§ Source information
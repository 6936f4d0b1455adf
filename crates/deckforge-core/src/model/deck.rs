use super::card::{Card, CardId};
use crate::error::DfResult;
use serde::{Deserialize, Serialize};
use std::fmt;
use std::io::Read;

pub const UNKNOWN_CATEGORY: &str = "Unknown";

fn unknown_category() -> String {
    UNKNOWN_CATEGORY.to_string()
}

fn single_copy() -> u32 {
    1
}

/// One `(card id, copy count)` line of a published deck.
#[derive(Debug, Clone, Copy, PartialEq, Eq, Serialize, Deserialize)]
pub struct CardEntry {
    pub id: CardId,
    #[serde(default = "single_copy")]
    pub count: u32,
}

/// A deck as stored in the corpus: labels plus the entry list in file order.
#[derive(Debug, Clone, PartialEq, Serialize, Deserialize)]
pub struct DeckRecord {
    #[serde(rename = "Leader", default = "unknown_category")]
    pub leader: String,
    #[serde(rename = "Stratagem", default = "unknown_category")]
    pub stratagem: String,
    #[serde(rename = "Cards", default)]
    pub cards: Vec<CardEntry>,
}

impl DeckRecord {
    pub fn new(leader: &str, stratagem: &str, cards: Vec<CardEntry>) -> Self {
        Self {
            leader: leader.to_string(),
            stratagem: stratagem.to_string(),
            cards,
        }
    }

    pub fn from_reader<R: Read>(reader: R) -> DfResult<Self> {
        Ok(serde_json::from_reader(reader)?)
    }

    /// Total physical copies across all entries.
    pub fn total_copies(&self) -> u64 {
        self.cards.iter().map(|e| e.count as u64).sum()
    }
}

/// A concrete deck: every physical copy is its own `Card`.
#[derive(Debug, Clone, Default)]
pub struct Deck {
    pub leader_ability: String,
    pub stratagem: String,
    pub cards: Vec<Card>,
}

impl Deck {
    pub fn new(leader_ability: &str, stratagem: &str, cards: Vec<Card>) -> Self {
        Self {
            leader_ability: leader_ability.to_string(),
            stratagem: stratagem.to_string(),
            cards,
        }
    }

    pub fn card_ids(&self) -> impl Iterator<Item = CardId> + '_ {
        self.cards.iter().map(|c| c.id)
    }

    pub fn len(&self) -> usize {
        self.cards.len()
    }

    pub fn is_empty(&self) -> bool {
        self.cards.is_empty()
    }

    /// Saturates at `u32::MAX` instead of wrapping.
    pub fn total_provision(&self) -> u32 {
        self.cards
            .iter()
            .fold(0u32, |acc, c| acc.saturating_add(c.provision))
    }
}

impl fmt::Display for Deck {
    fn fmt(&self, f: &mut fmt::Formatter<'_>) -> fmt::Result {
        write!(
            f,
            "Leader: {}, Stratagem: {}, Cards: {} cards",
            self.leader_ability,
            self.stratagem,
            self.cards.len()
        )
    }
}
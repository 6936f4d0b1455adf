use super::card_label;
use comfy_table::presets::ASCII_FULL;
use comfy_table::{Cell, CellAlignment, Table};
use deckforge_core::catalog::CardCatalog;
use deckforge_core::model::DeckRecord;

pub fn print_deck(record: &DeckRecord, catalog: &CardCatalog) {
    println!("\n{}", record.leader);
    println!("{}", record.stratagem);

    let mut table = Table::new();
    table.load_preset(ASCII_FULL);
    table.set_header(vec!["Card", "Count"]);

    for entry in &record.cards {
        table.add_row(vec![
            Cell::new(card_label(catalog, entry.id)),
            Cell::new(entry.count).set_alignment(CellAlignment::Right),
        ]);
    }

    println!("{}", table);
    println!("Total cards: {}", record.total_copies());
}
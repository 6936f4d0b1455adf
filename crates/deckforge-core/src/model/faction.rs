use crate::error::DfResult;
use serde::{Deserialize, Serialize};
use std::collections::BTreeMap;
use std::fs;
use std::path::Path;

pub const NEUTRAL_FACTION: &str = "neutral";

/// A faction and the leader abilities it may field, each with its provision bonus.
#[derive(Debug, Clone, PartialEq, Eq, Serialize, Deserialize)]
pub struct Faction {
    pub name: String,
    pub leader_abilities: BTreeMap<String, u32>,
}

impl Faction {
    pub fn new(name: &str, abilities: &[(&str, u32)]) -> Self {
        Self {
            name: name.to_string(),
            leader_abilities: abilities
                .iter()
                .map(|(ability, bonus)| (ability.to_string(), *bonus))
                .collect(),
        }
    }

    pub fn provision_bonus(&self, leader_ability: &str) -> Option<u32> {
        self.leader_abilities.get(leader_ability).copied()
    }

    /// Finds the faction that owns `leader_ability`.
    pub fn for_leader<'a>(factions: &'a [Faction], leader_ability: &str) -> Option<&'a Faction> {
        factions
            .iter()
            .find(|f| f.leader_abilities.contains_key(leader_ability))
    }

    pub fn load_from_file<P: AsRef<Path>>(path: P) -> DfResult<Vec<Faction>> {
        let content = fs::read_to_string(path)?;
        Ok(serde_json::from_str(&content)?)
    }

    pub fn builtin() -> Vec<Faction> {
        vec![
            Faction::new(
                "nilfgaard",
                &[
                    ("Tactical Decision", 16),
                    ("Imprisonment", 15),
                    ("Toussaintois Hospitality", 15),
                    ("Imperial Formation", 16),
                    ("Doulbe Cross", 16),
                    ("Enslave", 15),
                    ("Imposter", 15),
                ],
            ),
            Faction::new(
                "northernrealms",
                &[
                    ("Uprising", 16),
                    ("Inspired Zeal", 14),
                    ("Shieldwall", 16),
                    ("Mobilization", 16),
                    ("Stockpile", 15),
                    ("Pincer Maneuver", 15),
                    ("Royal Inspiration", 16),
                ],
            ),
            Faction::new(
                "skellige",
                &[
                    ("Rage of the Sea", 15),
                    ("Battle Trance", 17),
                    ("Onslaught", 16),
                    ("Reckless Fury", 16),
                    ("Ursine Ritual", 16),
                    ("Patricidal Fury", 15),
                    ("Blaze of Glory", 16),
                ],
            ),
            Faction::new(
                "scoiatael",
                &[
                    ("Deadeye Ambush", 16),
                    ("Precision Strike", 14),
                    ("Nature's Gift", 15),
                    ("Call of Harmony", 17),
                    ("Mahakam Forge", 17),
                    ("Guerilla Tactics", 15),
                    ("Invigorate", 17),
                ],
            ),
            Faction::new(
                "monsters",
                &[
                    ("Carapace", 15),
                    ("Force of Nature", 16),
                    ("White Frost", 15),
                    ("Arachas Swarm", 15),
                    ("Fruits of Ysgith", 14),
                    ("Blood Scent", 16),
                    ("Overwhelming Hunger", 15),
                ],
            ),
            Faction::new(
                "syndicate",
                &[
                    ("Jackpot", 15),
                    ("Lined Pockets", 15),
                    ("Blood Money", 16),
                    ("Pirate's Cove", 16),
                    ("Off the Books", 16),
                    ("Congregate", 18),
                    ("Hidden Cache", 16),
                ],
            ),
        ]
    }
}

§ Task prompt
What is needed is an exact copy of all the data above.

§ The completed task
repository 6936f4d0b1455adf
filename crates/deckforge-core/src/model/deck.rs
use super::card::{Card, CardId};
use crate::error::DfResult;
use serde::{Deserialize, Serialize};
use std::fmt;
use std::io::Read;

pub const UNKNOWN_CATEGORY: &str = "Unknown";

fn unknown_category() -> String {
    UNKNOWN_CATEGORY.to_string()
}

fn single_copy() -> u32 {
    1
}

/// One `(card id, copy count)` line of a published deck.
#[derive(Debug, Clone, Copy, PartialEq, Eq, Serialize, Deserialize)]
pub struct CardEntry {
    pub id: CardId,
    #[serde(default = "single_copy")]
    pub count: u32,
}

/// A deck as stored in the corpus: labels plus the entry list in file order.
#[derive(Debug, Clone, PartialEq, Serialize, Deserialize)]
pub struct DeckRecord {
    #[serde(rename = "Leader", default = "unknown_category")]
    pub leader: String,
    #[serde(rename = "Stratagem", default = "unknown_category")]
    pub stratagem: String,
    #[serde(rename = "Cards", default)]
    pub cards: Vec<CardEntry>,
}

impl DeckRecord {
    pub fn new(leader: &str, stratagem: &str, cards: Vec<CardEntry>) -> Self {
        Self {
            leader: leader.to_string(),
            stratagem: stratagem.to_string(),
            cards,
        }
    }

    pub fn from_reader<R: Read>(reader: R) -> DfResult<Self> {
        Ok(serde_json::from_reader(reader)?)
    }

    /// Total physical copies across all entries.
    pub fn total_copies(&self) -> u64 {
        self.cards.iter().map(|e| e.count as u64).sum()
    }
}

/// A concrete deck: every physical copy is its own `Card`.
#[derive(Debug, Clone, Default)]
pub struct Deck {
    pub leader_ability: String,
    pub stratagem: String,
    pub cards: Vec<Card>,
}

impl Deck {
    pub fn new(leader_ability: &str, stratagem: &str, cards: Vec<Card>) -> Self {
        Self {
            leader_ability: leader_ability.to_string(),
            stratagem: stratagem.to_string(),
            cards,
        }
    }

    pub fn card_ids(&self) -> impl Iterator<Item = CardId> + '_ {
        self.cards.iter().map(|c| c.id)
    }

    pub fn len(&self) -> usize {
        self.cards.len()
    }

    pub fn is_empty(&self) -> bool {
        self.cards.is_empty()
    }

    /// Saturates at `u32::MAX` instead of wrapping.
    pub fn total_provision(&self) -> u32 {
        self.cards
            .iter()
            .fold(0u32, |acc, c| acc.saturating_add(c.provision))
    }
}

impl fmt::Display for Deck {
    fn fmt(&self, f: &mut fmt::Formatter<'_>) -> fmt::Result {
        write!(
            f,
            "Leader: {}, Stratagem: {}, Cards: {} cards",
            self.leader_ability,
            self.stratagem,
            self.cards.len()
        )
    }
}
repository 6936f4d0b1455adf
use super::card_label;
use comfy_table::presets::ASCII_FULL;
use comfy_table::{Cell, CellAlignment, Table};
use deckforge_core::catalog::CardCatalog;
use deckforge_core::model::DeckRecord;

pub fn print_deck(record: &DeckRecord, catalog: &CardCatalog) {
    println!("\n{}", record.leader);
    println!("{}", record.stratagem);

    let mut table = Table::new();
    table.load_preset(ASCII_FULL);
    table.set_header(vec!["Card", "Count"]);

    for entry in &record.cards {
        table.add_row(vec![
            Cell::new(card_label(catalog, entry.id)),
            Cell::new(entry.count).set_alignment(CellAlignment::Right),
        ]);
    }

    println!("{}", table);
    println!("Total cards: {}", record.total_copies());
}
repository 6936f4d0b1455adf
filename crates/deckforge-core/src/model/faction.rs
use crate::error::DfResult;
use serde::{Deserialize, Serialize};
use std::collections::BTreeMap;
use std::fs;
use std::path::Path;

pub const NEUTRAL_FACTION: &str = "neutral";

/// A faction and the leader abilities it may field, each with its provision bonus.
#[derive(Debug, Clone, PartialEq, Eq, Serialize, Deserialize)]
pub struct Faction {
    pub name: String,
    pub leader_abilities: BTreeMap<String, u32>,
}

impl Faction {
    pub fn new(name: &str, abilities: &[(&str, u32)]) -> Self {
        Self {
            name: name.to_string(),
            leader_abilities: abilities
                .iter()
                .map(|(ability, bonus)| (ability.to_string(), *bonus))
                .collect(),
        }
    }

    pub fn provision_bonus(&self, leader_ability: &str) -> Option<u32> {
        self.leader_abilities.get(leader_ability).copied()
    }

    /// Finds the faction that owns `leader_ability`.
    pub fn for_leader<'a>(factions: &'a [Faction], leader_ability: &str) -> Option<&'a Faction> {
        factions
            .iter()
            .find(|f| f.leader_abilities.contains_key(leader_ability))
    }

    pub fn load_from_file<P: AsRef<Path>>(path: P) -> DfResult<Vec<Faction>> {
        let content = fs::read_to_string(path)?;
        Ok(serde_json::from_str(&content)?)
    }

    pub fn builtin() -> Vec<Faction> {
        vec![
            Faction::new(
                "nilfgaard",
                &[
                    ("Tactical Decision", 16),
                    ("Imprisonment", 15),
                    ("Toussaintois Hospitality", 15),
                    ("Imperial Formation", 16),
                    ("Doulbe Cross", 16),
                    ("Enslave", 15),
                    ("Imposter", 15),
                ],
            ),
            Faction::new(
                "northernrealms",
                &[
                    ("Uprising", 16),
                    ("Inspired Zeal", 14),
                    ("Shieldwall", 16),
                    ("Mobilization", 16),
                    ("Stockpile", 15),
                    ("Pincer Maneuver", 15),
                    ("Royal Inspiration", 16),
                ],
            ),
            Faction::new(
                "skellige",
                &[
                    ("Rage of the Sea", 15),
                    ("Battle Trance", 17),
                    ("Onslaught", 16),
                    ("Reckless Fury", 16),
                    ("Ursine Ritual", 16),
                    ("Patricidal Fury", 15),
                    ("Blaze of Glory", 16),
                ],
            ),
            Faction::new(
                "scoiatael",
                &[
                    ("Deadeye Ambush", 16),
                    ("Precision Strike", 14),
                    ("Nature's Gift", 15),
                    ("Call of Harmony", 17),
                    ("Mahakam Forge", 17),
                    ("Guerilla Tactics", 15),
                    ("Invigorate", 17),
                ],
            ),
            Faction::new(
                "monsters",
                &[
                    ("Carapace", 15),
                    ("Force of Nature", 16),
                    ("White Frost", 15),
                    ("Arachas Swarm", 15),
                    ("Fruits of Ysgith", 14),
                    ("Blood Scent", 16),
                    ("Overwhelming Hunger", 15),
                ],
            ),
            Faction::new(
                "syndicate",
                &[
                    ("Jackpot", 15),
                    ("Lined Pockets", 15),
                    ("Blood Money", 16),
                    ("Pirate's Cove", 16),
                    ("Off the Books", 16),
                    ("Congregate", 18),
                    ("Hidden Cache", 16),
                ],
            ),
        ]
    }
}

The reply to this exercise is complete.